Task to complete: Figure out the number of lines in the data that hold the string "application". Reply with that figure only.
━━━ Material provided ━━━
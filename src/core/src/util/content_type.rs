//! Extension → MIME mapping (§6 "Content-type mapping"). Text types carry
//! a configurable fallback charset rather than a hardcoded `gbk` — see
//! design note (d).

const DEFAULT_MIME: &str = "application/octet-stream";

fn extension_of(filename: &str) -> Option<String> {
    filename
        .rsplit_once('.')
        .map(|(_, ext)| ext.to_ascii_lowercase())
}

/// Resolve the base MIME type for `filename`'s extension, without a
/// charset suffix.
pub fn mime_for(filename: &str) -> &'static str {
    match extension_of(filename).as_deref() {
        Some("txt") => "text/plain",
        Some("doc") => "application/msword",
        Some("docx") => "application/vnd.openxmlformats-officedocument.wordprocessingml.document",
        Some("ppt") => "application/vnd.ms-powerpoint",
        Some("pptx") => "application/vnd.openxmlformats-officedocument.presentationml.presentation",
        Some("xls") => "application/vnd.ms-excel",
        Some("xlsx") => "application/vnd.openxmlformats-officedocument.spreadsheetml.sheet",
        Some("pdf") => "application/pdf",
        Some("zip") => "application/zip",
        Some("mp3") => "audio/mpeg",
        Some("mpeg") => "video/mpeg",
        Some("mp4") => "video/mp4",
        Some("jpeg") | Some("jpg") => "image/jpeg",
        Some("png") => "image/png",
        Some("gif") => "image/gif",
        Some("svg") => "image/svg+xml",
        _ => DEFAULT_MIME,
    }
}

pub fn is_text(filename: &str) -> bool {
    mime_for(filename).starts_with("text/")
}

/// Full `Content-Type` header value, attaching `charset` to text types.
pub fn content_type_header(filename: &str, text_charset: &str) -> String {
    let mime = mime_for(filename);
    if mime.starts_with("text/") {
        format!("{mime}; charset={text_charset}")
    } else {
        mime.to_string()
    }
}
━━━
Answer to the exercise: 9